Stored data entries
☆ ☆ ☆
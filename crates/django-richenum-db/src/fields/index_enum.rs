//! Integer-backed fields for ordered rich enums.
//!
//! [`IndexEnumField`] stores the index of an [`OrderedRichEnumValue`] in an
//! integer column and hands the member back when the row is read.
//! [`LaxIndexEnumField`] also accepts the member's canonical name.
//!
//! ```
//! use django_richenum_db::fields::{EnumField, IndexEnumField};
//! use django_richenum_db::value::Value;
//! use richenum::OrderedRichEnum;
//!
//! let color = OrderedRichEnum::builder("Color")
//!     .member(0, "red", "Red")
//!     .member(1, "blue", "Blue")
//!     .build()
//!     .unwrap();
//! let blue = color.from_canonical("blue").unwrap().clone();
//!
//! let field = IndexEnumField::new("color", color).unwrap();
//! assert_eq!(field.get_prep_value(&Value::Enum(blue)).unwrap(), Value::Int(1));
//!
//! let lax = field.lax();
//! assert_eq!(lax.get_prep_value(&Value::from("blue")).unwrap(), Value::Int(1));
//! ```

use std::fmt;
use std::sync::Arc;

use django_richenum_core::{DjangoError, DjangoResult, ValidationError, SETTINGS};
use richenum::{EnumType, OrderedRichEnum, OrderedRichEnumValue};
use serde::{Deserialize, Serialize};

use super::types::{FieldDef, FieldType};
use crate::row::Row;
use crate::validators::{EnumIndexValidator, IntegerRangeValidator, Validator};
use crate::value::Value;

/// Human-readable description shared by both enum fields.
pub const DESCRIPTION: &str = "Efficient storage for OrderedRichEnums";

/// The conversions the ORM performs on an enum field.
///
/// `get_prep_value` runs on the way into the database and `to_python` on
/// the way out; [`from_row`](EnumField::from_row) and
/// [`clean`](EnumField::clean) route every assignment through `to_python`.
pub trait EnumField: Send + Sync + fmt::Debug {
    /// The enum this field stores.
    fn enum_type(&self) -> &Arc<OrderedRichEnum>;

    /// The pass-through field options.
    fn field_def(&self) -> &FieldDef;

    /// Whether canonical names are accepted as input.
    fn is_lax(&self) -> bool;

    /// Whether enum values from other enums are rejected.
    fn is_strict(&self) -> bool;

    /// Converts a value to its storage form: `Null` or `Int(index)`.
    fn get_prep_value(&self, value: &Value) -> DjangoResult<Value>;

    /// Converts a value to its in-memory form: `Null` or `Enum(member)`.
    fn to_python(&self, value: &Value) -> DjangoResult<Value>;

    /// Human-readable description of the field type.
    fn description(&self) -> &'static str {
        DESCRIPTION
    }

    /// Returns `true` if a default value is configured.
    fn has_default(&self) -> bool {
        self.field_def().default.is_some()
    }

    /// Returns the configured default exactly as given, or `Null`.
    fn get_default(&self) -> Value {
        self.field_def().default.clone().unwrap_or(Value::Null)
    }

    /// `(Int(index), display_name)` pairs for every member, by index.
    fn choices(&self) -> Vec<(Value, String)> {
        self.enum_type()
            .members()
            .iter()
            .map(|m| (Value::Int(m.index), m.display_name.clone()))
            .collect()
    }

    /// Reads this field's column from a row and converts it to its
    /// in-memory form.
    fn from_row(&self, row: &Row) -> DjangoResult<Value> {
        let column = &self.field_def().column;
        let raw = row.get_value(column).ok_or_else(|| {
            DjangoError::DatabaseError(format!("Column '{column}' not found in row"))
        })?;
        self.to_python(raw)
    }

    /// Converts an assigned value and validates it.
    ///
    /// Rejects `Null` on non-nullable fields, then runs the column range
    /// check and every configured validator against the storage value.
    /// Returns the in-memory value.
    fn clean(&self, value: &Value) -> DjangoResult<Value> {
        let def = self.field_def();
        let value = self.to_python(value)?;
        if value.is_null() {
            if def.null {
                return Ok(Value::Null);
            }
            return Err(ValidationError::new("This field cannot be null.", "null")
                .with_param("field", def.name)
                .into());
        }

        let stored = self.get_prep_value(&value)?;
        IntegerRangeValidator::for_field_type(def.field_type).validate(&stored)?;
        for validator in &def.validators {
            validator.validate(&stored)?;
        }
        Ok(value)
    }

    /// Converts a value and extracts the enum member, if any.
    fn to_enum(&self, value: &Value) -> DjangoResult<Option<OrderedRichEnumValue>> {
        Ok(match self.to_python(value)? {
            Value::Enum(member) => Some(member),
            _ => None,
        })
    }

    /// Describes this field for migration tooling.
    fn deconstruct(&self) -> FieldDescriptor {
        let def = self.field_def();
        FieldDescriptor {
            name: def.name.to_string(),
            column: def.column.clone(),
            field_type: def.field_type,
            enum_name: self.enum_type().name().to_string(),
            lax: self.is_lax(),
            strict: self.is_strict(),
            null: def.null,
            default: def.default.clone(),
        }
    }
}

/// Serializable description of an enum field, as recorded by migrations.
#[derive(Debug, Clone, PartialEq, Serialize, Deserialize)]
pub struct FieldDescriptor {
    /// The field's attribute name.
    pub name: String,
    /// The database column.
    pub column: String,
    /// The integer column type.
    pub field_type: FieldType,
    /// The name of the stored enum.
    pub enum_name: String,
    /// Whether canonical names are accepted.
    pub lax: bool,
    /// Whether foreign enum members are rejected.
    pub strict: bool,
    /// Whether NULL is allowed.
    pub null: bool,
    /// The configured default, if any.
    pub default: Option<Value>,
}

// ── IndexEnumField ─────────────────────────────────────────────────────

/// Stores ints in the database, exposes [`OrderedRichEnumValue`]s in Rust.
#[derive(Debug)]
pub struct IndexEnumField {
    enum_type: Arc<OrderedRichEnum>,
    def: FieldDef,
    strict: bool,
}

impl IndexEnumField {
    /// Declares an enum field.
    ///
    /// # Errors
    ///
    /// Returns [`DjangoError::ImproperlyConfigured`] if `enum_type` does not
    /// support index-based lookup.
    pub fn new(name: &'static str, enum_type: impl Into<EnumType>) -> DjangoResult<Self> {
        let enum_type = enum_type.into();
        let Some(ordered) = enum_type.as_ordered().cloned() else {
            tracing::warn!(field = name, enum_type = %enum_type, "enum type has no index lookup");
            return Err(DjangoError::ImproperlyConfigured(format!(
                "{enum_type} doesn't support index-based lookup."
            )));
        };

        let mut def = FieldDef::new(name, FieldType::IntegerField);
        def.choices = Some(
            ordered
                .members()
                .iter()
                .map(|m| (Value::Int(m.index), m.display_name.clone()))
                .collect(),
        );
        def.validators
            .push(Box::new(EnumIndexValidator::new(Arc::clone(&ordered))));

        let strict = SETTINGS.try_get().is_some_and(|s| s.strict_enum_members);
        tracing::debug!(
            field = name,
            enum_type = ordered.name(),
            members = ordered.len(),
            strict,
            "declared index enum field"
        );

        Ok(Self {
            enum_type: ordered,
            def,
            strict,
        })
    }

    /// Turns this field into a [`LaxIndexEnumField`] with the same options.
    pub fn lax(self) -> LaxIndexEnumField {
        LaxIndexEnumField { inner: self }
    }

    /// Sets the database column name.
    #[must_use]
    pub fn column(mut self, column: impl Into<String>) -> Self {
        self.def = self.def.column(column);
        self
    }

    /// Allows NULL values in the database.
    #[must_use]
    pub fn nullable(mut self) -> Self {
        self.def = self.def.nullable();
        self
    }

    /// Allows the field to be left blank in forms.
    #[must_use]
    pub fn blank(mut self) -> Self {
        self.def = self.def.blank();
        self
    }

    /// Marks this field as having a database index.
    #[must_use]
    pub fn db_index(mut self) -> Self {
        self.def = self.def.db_index();
        self
    }

    /// Marks this field as having a UNIQUE constraint.
    #[must_use]
    pub fn unique(mut self) -> Self {
        self.def = self.def.unique();
        self
    }

    /// Sets the default value. It is returned by `get_default` unchanged.
    #[must_use]
    pub fn default(mut self, value: impl Into<Value>) -> Self {
        self.def = self.def.default(value);
        self
    }

    /// Sets the verbose (human-readable) name.
    #[must_use]
    pub fn verbose_name(mut self, name: impl Into<String>) -> Self {
        self.def = self.def.verbose_name(name);
        self
    }

    /// Sets the help text.
    #[must_use]
    pub fn help_text(mut self, text: impl Into<String>) -> Self {
        self.def = self.def.help_text(text);
        self
    }

    /// Appends a validator, run by `clean` after the built-in ones.
    #[must_use]
    pub fn validator(mut self, validator: impl Validator + 'static) -> Self {
        self.def = self.def.validator(validator);
        self
    }

    /// Stores the index in a different integer column type.
    #[must_use]
    pub fn field_type(mut self, field_type: FieldType) -> Self {
        self.def.field_type = field_type;
        self
    }

    /// Overrides the `strict_enum_members` setting for this field.
    #[must_use]
    pub const fn strict(mut self, strict: bool) -> Self {
        self.strict = strict;
        self
    }

    fn check_member(&self, member: &OrderedRichEnumValue) -> DjangoResult<()> {
        if self.strict && !self.enum_type.contains(member) {
            tracing::debug!(
                field = self.def.name,
                member = %member.canonical_name,
                "rejected member of another enum"
            );
            return Err(DjangoError::TypeError(format!(
                "{} is not a member of {}.",
                member.canonical_name,
                self.enum_type.name()
            )));
        }
        Ok(())
    }
}

impl EnumField for IndexEnumField {
    fn enum_type(&self) -> &Arc<OrderedRichEnum> {
        &self.enum_type
    }

    fn field_def(&self) -> &FieldDef {
        &self.def
    }

    fn is_lax(&self) -> bool {
        false
    }

    fn is_strict(&self) -> bool {
        self.strict
    }

    fn get_prep_value(&self, value: &Value) -> DjangoResult<Value> {
        match value {
            Value::Null => Ok(Value::Null),
            Value::Enum(member) => {
                self.check_member(member)?;
                Ok(Value::Int(member.index))
            }
            Value::Int(i) => Ok(Value::Int(*i)),
            other => {
                tracing::debug!(field = self.def.name, value_type = other.type_name(), "cannot prep value");
                Err(DjangoError::TypeError(format!(
                    "Cannot convert value: {other} ({}) to an int.",
                    other.type_name()
                )))
            }
        }
    }

    fn to_python(&self, value: &Value) -> DjangoResult<Value> {
        match value {
            Value::Null => Ok(Value::Null),
            Value::Enum(member) => {
                self.check_member(member)?;
                Ok(value.clone())
            }
            Value::Int(i) => Ok(Value::Enum(self.enum_type.from_index(*i)?.clone())),
            other => {
                tracing::debug!(field = self.def.name, value_type = other.type_name(), "cannot interpret value");
                Err(DjangoError::TypeError(format!(
                    "Cannot interpret {other} ({}) as an OrderedRichEnumValue.",
                    other.type_name()
                )))
            }
        }
    }
}

// ── LaxIndexEnumField ──────────────────────────────────────────────────

/// Like [`IndexEnumField`], but also converts to and from canonical names.
///
/// Strings are resolved with `from_canonical`; every other value gets the
/// [`IndexEnumField`] treatment.
#[derive(Debug)]
pub struct LaxIndexEnumField {
    inner: IndexEnumField,
}

impl LaxIndexEnumField {
    /// Declares a lax enum field. Further options are set on an
    /// [`IndexEnumField`] before calling [`IndexEnumField::lax`].
    ///
    /// # Errors
    ///
    /// Returns [`DjangoError::ImproperlyConfigured`] if `enum_type` does not
    /// support index-based lookup.
    pub fn new(name: &'static str, enum_type: impl Into<EnumType>) -> DjangoResult<Self> {
        Ok(IndexEnumField::new(name, enum_type)?.lax())
    }

    /// The strict counterpart this field defers to.
    pub const fn inner(&self) -> &IndexEnumField {
        &self.inner
    }
}

impl From<IndexEnumField> for LaxIndexEnumField {
    fn from(inner: IndexEnumField) -> Self {
        inner.lax()
    }
}

impl EnumField for LaxIndexEnumField {
    fn enum_type(&self) -> &Arc<OrderedRichEnum> {
        self.inner.enum_type()
    }

    fn field_def(&self) -> &FieldDef {
        self.inner.field_def()
    }

    fn is_lax(&self) -> bool {
        true
    }

    fn is_strict(&self) -> bool {
        self.inner.is_strict()
    }

    fn get_prep_value(&self, value: &Value) -> DjangoResult<Value> {
        if let Value::String(name) = value {
            return Ok(Value::Int(self.enum_type().from_canonical(name)?.index));
        }
        self.inner.get_prep_value(value)
    }

    fn to_python(&self, value: &Value) -> DjangoResult<Value> {
        if let Value::String(name) = value {
            return Ok(Value::Enum(self.enum_type().from_canonical(name)?.clone()));
        }
        self.inner.to_python(value)
    }
}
☆ ☆ ☆
**Work required**. Produce the number of lines in the data containing the string "true", with nothing added.

**Completed exercise**. 2